- Activity
Comb the records below for the string "notes" and copy each line where it turns up.

- Supplied material
===

//! Pages for veterinarians and groomers.
//!
//! The backend has no endpoint listing a professional's own bookings yet, so
//! the appointment pages only show the empty state.

use dioxus::prelude::*;
use store::models::initials;
use store::ProfessionalKind;
use ui::use_app_state;

#[component]
pub fn VetAppointments() -> Element {
    rsx! { StaffAppointments { kind: ProfessionalKind::Vet } }
}

#[component]
pub fn GroomerAppointments() -> Element {
    rsx! { StaffAppointments { kind: ProfessionalKind::Groomer } }
}

#[component]
pub fn VetProfile() -> Element {
    rsx! { StaffProfile { kind: ProfessionalKind::Vet } }
}

#[component]
pub fn GroomerProfile() -> Element {
    rsx! { StaffProfile { kind: ProfessionalKind::Groomer } }
}

#[component]
fn StaffAppointments(kind: ProfessionalKind) -> Element {
    let title = match kind {
        ProfessionalKind::Vet => "Veterinary Appointments",
        ProfessionalKind::Groomer => "Grooming Appointments",
    };

    rsx! {
        div {
            class: "page-header",
            h1 { "{title}" }
            p { class: "muted", "Appointments booked with you" }
        }
        div {
            class: "empty-state",
            p { "No appointments assigned yet" }
            p { class: "muted", "New bookings will show up here once customers schedule them." }
        }
    }
}

#[component]
fn StaffProfile(kind: ProfessionalKind) -> Element {
    let state = use_app_state();
    let app = state.read();
    let Some(user) = app.auth.user().cloned() else {
        return rsx! {};
    };
    drop(app);

    let avatar = initials(&user.name);
    let phone = user.phone.clone().unwrap_or_else(|| "Not provided".to_string());
    let active = user.is_active();

    rsx! {
        div {
            class: "panel profile-header",
            div { class: "avatar large", "{avatar}" }
            div {
                h1 { "{user.name}" }
                p { class: "muted", "{kind.label()}" }
                span {
                    class: if active { "badge badge-green" } else { "badge badge-gray" },
                    if active { "Active" } else { "Inactive" }
                }
            }
        }

        div {
            class: "panel",
            h2 { "Contact Information" }
            dl {
                class: "details",
                dt { "Email" }
                dd { "{user.email}" }
                dt { "Phone" }
                dd { "{phone}" }
            }
        }
    }
}
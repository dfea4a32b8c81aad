//! The customer's appointments split into upcoming, past and cancelled tabs.

use dioxus::prelude::*;
use store::models::{Appointment, AppointmentBucket, AppointmentStatus};
use store::navigation::APPOINTMENT;
use ui::{dispatch_for_user, use_app_state, use_services, ErrorBanner, Services, Spinner};

fn load(state: Signal<store::AppState>, services: Services, bucket: AppointmentBucket) {
    let client = services.client(&state.peek().auth);
    spawn(async move {
        dispatch_for_user(state, move |s| s.appointments_mut(bucket), move |user_id| async move {
            api::fetch_appointments(&client, user_id, bucket).await
        })
        .await;
    });
}

fn status_badge(status: Option<AppointmentStatus>) -> &'static str {
    match status {
        Some(AppointmentStatus::Confirmed) => "badge badge-green",
        Some(AppointmentStatus::Pending) => "badge badge-yellow",
        Some(AppointmentStatus::Completed) => "badge badge-blue",
        Some(AppointmentStatus::Cancelled) => "badge badge-red",
        _ => "badge badge-gray",
    }
}

#[component]
pub fn MyAppointments() -> Element {
    let state = use_app_state();
    let services = use_services();
    let mut selected = use_signal(|| AppointmentBucket::Upcoming);
    let mut search = use_signal(String::new);

    use_hook(move || {
        for bucket in AppointmentBucket::ALL {
            load(state, services, bucket);
        }
    });

    let app = state.read();
    let counts: Vec<(AppointmentBucket, usize)> = AppointmentBucket::ALL
        .iter()
        .map(|&bucket| (bucket, app.appointments(bucket).data.len()))
        .collect();
    let bucket = selected();
    let slice = app.appointments(bucket);
    let loading = slice.loading;
    let error = slice.error.clone();
    let term = search();
    let visible: Vec<Appointment> = slice
        .data
        .iter()
        .filter(|appointment| appointment.matches(term.trim()))
        .cloned()
        .collect();
    drop(app);

    rsx! {
        div {
            class: "page-header",
            h1 { "My Appointments" }
            p { class: "muted", "Keep track of every visit" }
        }

        div {
            class: "tabs",
            for (tab, count) in counts {
                button {
                    key: "{tab.path_segment()}",
                    class: if tab == bucket { "tab active" } else { "tab" },
                    onclick: move |_| selected.set(tab),
                    "{tab.tab_label()}"
                    span { class: "tab-count", "{count}" }
                }
            }
        }

        input {
            class: "search wide",
            r#type: "search",
            placeholder: "Search by professional, type or pet",
            value: "{term}",
            oninput: move |evt: FormEvent| search.set(evt.value()),
        }

        if let Some(message) = error {
            ErrorBanner {
                message: message,
                on_retry: move |_| load(state, services, bucket),
            }
        }

        if loading {
            Spinner { label: "Loading appointments..." }
        } else if visible.is_empty() {
            div {
                class: "empty-state",
                p { "No {bucket.tab_label().to_lowercase()} appointments" }
                if bucket == AppointmentBucket::Upcoming {
                    Link { class: "btn btn-primary", to: APPOINTMENT.to_string(), "Book an appointment" }
                }
            }
        } else {
            div {
                class: "list",
                for appointment in visible {
                    AppointmentCard { key: "{appointment.id}", appointment: appointment }
                }
            }
        }
    }
}

#[component]
fn AppointmentCard(appointment: Appointment) -> Element {
    let status = appointment.status;
    let status_label = status.map(|s| s.label()).unwrap_or("Unknown");
    let time = appointment.time.clone().unwrap_or_else(|| "N/A".to_string());

    rsx! {
        div {
            class: "list-card",
            div { class: "avatar", "{appointment.professional_avatar()}" }
            div {
                class: "list-card-body",
                h3 { "{appointment.display_type()}" }
                p { class: "muted", "with {appointment.professional_name()} · {appointment.professional_specialty()}" }
                p { "🐾 {appointment.pet_name()}" }
                p { class: "muted", "📅 {appointment.formatted_date()} · 🕒 {time}" }
                if let Some(notes) = appointment.description.as_deref().filter(|d| !d.is_empty()) {
                    p { class: "muted", "“{notes}”" }
                }
            }
            span { class: status_badge(status), "{status_label}" }
        }
    }
}
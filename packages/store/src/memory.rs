use std::collections::HashMap;
use std::sync::{Arc, Mutex};

use crate::session::{KeyValueStore, StorageError};

/// In-memory KeyValueStore for testing and native fallback.
#[derive(Clone, Debug, Default)]
pub struct MemoryStore {
    entries: Arc<Mutex<HashMap<String, String>>>,
}

impl MemoryStore {
    pub fn new() -> Self {
        Self::default()
    }

    pub fn len(&self) -> usize {
        self.entries.lock().map(|e| e.len()).unwrap_or(0)
    }

    pub fn is_empty(&self) -> bool {
        self.len() == 0
    }
}

impl KeyValueStore for MemoryStore {
    fn get(&self, key: &str) -> Option<String> {
        self.entries.lock().ok()?.get(key).cloned()
    }

    fn set(&self, key: &str, value: &str) -> Result<(), StorageError> {
        self.entries
            .lock()
            .map_err(|e| StorageError::Backend(e.to_string()))?
            .insert(key.to_string(), value.to_string());
        Ok(())
    }

    fn remove(&self, key: &str) -> Result<(), StorageError> {
        self.entries
            .lock()
            .map_err(|e| StorageError::Backend(e.to_string()))?
            .remove(key);
        Ok(())
    }
}

#[cfg(test)]
mod tests {
    use super::*;

    #[test]
    fn test_set_get_remove() {
        let store = MemoryStore::new();
        assert!(store.is_empty());
        assert!(store.get("accessToken").is_none());

        store.set("accessToken", "abc").unwrap();
        assert_eq!(store.get("accessToken").as_deref(), Some("abc"));

        store.set("accessToken", "def").unwrap();
        assert_eq!(store.get("accessToken").as_deref(), Some("def"));
        assert_eq!(store.len(), 1);

        store.remove("accessToken").unwrap();
        assert!(store.get("accessToken").is_none());

        // Removing a missing key is not an error
        store.remove("accessToken").unwrap();
    }

    #[test]
    fn test_clones_share_entries() {
        let store = MemoryStore::new();
        let other = store.clone();
        store.set("user", "{}").unwrap();
        assert_eq!(other.get("user").as_deref(), Some("{}"));
    }
}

===

- Your response
                if let Some(notes) = appointment.description.as_deref().filter(|d| !d.is_empty()) {
                    p { class: "muted", "“{notes}”" }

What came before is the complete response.